*GOAL OF THE EXERCISE*
Would you repeat all the lines below, exactly as they stand?

Collected data entries
◇ ◇ ◇ ◇ ◇

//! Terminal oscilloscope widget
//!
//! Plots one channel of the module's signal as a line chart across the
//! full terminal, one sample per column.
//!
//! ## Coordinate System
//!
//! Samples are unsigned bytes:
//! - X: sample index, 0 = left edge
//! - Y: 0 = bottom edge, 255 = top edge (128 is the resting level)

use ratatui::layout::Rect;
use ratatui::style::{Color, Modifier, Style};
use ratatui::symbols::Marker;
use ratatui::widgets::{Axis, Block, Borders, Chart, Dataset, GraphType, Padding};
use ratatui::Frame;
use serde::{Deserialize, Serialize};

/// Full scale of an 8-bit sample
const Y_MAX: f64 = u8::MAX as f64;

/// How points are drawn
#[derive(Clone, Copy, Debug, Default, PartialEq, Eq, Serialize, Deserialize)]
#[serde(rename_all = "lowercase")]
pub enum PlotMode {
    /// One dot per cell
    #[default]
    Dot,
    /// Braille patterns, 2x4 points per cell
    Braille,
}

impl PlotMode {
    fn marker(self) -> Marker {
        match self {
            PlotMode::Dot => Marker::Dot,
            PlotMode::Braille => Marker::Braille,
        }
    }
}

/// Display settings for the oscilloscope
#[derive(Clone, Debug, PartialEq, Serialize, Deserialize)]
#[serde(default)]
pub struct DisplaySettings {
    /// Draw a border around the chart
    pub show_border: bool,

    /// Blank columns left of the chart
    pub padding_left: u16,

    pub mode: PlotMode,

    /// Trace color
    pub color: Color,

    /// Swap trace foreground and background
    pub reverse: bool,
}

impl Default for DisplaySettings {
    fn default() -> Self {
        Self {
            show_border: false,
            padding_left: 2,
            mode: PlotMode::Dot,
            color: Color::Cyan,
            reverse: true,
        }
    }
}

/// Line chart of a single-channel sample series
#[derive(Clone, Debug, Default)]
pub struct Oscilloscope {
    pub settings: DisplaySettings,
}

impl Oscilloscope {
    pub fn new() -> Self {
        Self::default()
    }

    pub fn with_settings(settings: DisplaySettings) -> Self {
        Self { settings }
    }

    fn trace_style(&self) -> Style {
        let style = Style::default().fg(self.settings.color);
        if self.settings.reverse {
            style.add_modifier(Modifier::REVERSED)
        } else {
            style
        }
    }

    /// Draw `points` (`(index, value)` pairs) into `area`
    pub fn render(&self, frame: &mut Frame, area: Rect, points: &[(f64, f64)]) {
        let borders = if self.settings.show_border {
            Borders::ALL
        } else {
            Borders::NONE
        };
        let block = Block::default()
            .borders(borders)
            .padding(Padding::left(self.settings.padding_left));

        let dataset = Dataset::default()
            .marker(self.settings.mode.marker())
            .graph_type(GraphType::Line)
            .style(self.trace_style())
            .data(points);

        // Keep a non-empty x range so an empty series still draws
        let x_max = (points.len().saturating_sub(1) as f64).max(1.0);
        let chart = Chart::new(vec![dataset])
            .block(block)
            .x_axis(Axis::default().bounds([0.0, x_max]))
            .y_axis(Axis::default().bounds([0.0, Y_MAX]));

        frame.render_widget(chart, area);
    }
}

◇ ◇ ◇ ◇ ◇

*TASK OUTPUT*
//! Terminal oscilloscope widget
//!
//! Plots one channel of the module's signal as a line chart across the
//! full terminal, one sample per column.
//!
//! ## Coordinate System
//!
//! Samples are unsigned bytes:
//! - X: sample index, 0 = left edge
//! - Y: 0 = bottom edge, 255 = top edge (128 is the resting level)

use ratatui::layout::Rect;
use ratatui::style::{Color, Modifier, Style};
use ratatui::symbols::Marker;
use ratatui::widgets::{Axis, Block, Borders, Chart, Dataset, GraphType, Padding};
use ratatui::Frame;
use serde::{Deserialize, Serialize};

/// Full scale of an 8-bit sample
const Y_MAX: f64 = u8::MAX as f64;

/// How points are drawn
#[derive(Clone, Copy, Debug, Default, PartialEq, Eq, Serialize, Deserialize)]
#[serde(rename_all = "lowercase")]
pub enum PlotMode {
    /// One dot per cell
    #[default]
    Dot,
    /// Braille patterns, 2x4 points per cell
    Braille,
}

impl PlotMode {
    fn marker(self) -> Marker {
        match self {
            PlotMode::Dot => Marker::Dot,
            PlotMode::Braille => Marker::Braille,
        }
    }
}

/// Display settings for the oscilloscope
#[derive(Clone, Debug, PartialEq, Serialize, Deserialize)]
#[serde(default)]
pub struct DisplaySettings {
    /// Draw a border around the chart
    pub show_border: bool,

    /// Blank columns left of the chart
    pub padding_left: u16,

    pub mode: PlotMode,

    /// Trace color
    pub color: Color,

    /// Swap trace foreground and background
    pub reverse: bool,
}

impl Default for DisplaySettings {
    fn default() -> Self {
        Self {
            show_border: false,
            padding_left: 2,
            mode: PlotMode::Dot,
            color: Color::Cyan,
            reverse: true,
        }
    }
}

/// Line chart of a single-channel sample series
#[derive(Clone, Debug, Default)]
pub struct Oscilloscope {
    pub settings: DisplaySettings,
}

impl Oscilloscope {
    pub fn new() -> Self {
        Self::default()
    }

    pub fn with_settings(settings: DisplaySettings) -> Self {
        Self { settings }
    }

    fn trace_style(&self) -> Style {
        let style = Style::default().fg(self.settings.color);
        if self.settings.reverse {
            style.add_modifier(Modifier::REVERSED)
        } else {
            style
        }
    }

    /// Draw `points` (`(index, value)` pairs) into `area`
    pub fn render(&self, frame: &mut Frame, area: Rect, points: &[(f64, f64)]) {
        let borders = if self.settings.show_border {
            Borders::ALL
        } else {
            Borders::NONE
        };
        let block = Block::default()
            .borders(borders)
            .padding(Padding::left(self.settings.padding_left));

        let dataset = Dataset::default()
            .marker(self.settings.mode.marker())
            .graph_type(GraphType::Line)
            .style(self.trace_style())
            .data(points);

        // Keep a non-empty x range so an empty series still draws
        let x_max = (points.len().saturating_sub(1) as f64).max(1.0);
        let chart = Chart::new(vec![dataset])
            .block(block)
            .x_axis(Axis::default().bounds([0.0, x_max]))
            .y_axis(Axis::default().bounds([0.0, Y_MAX]));

        frame.render_widget(chart, area);
    }
}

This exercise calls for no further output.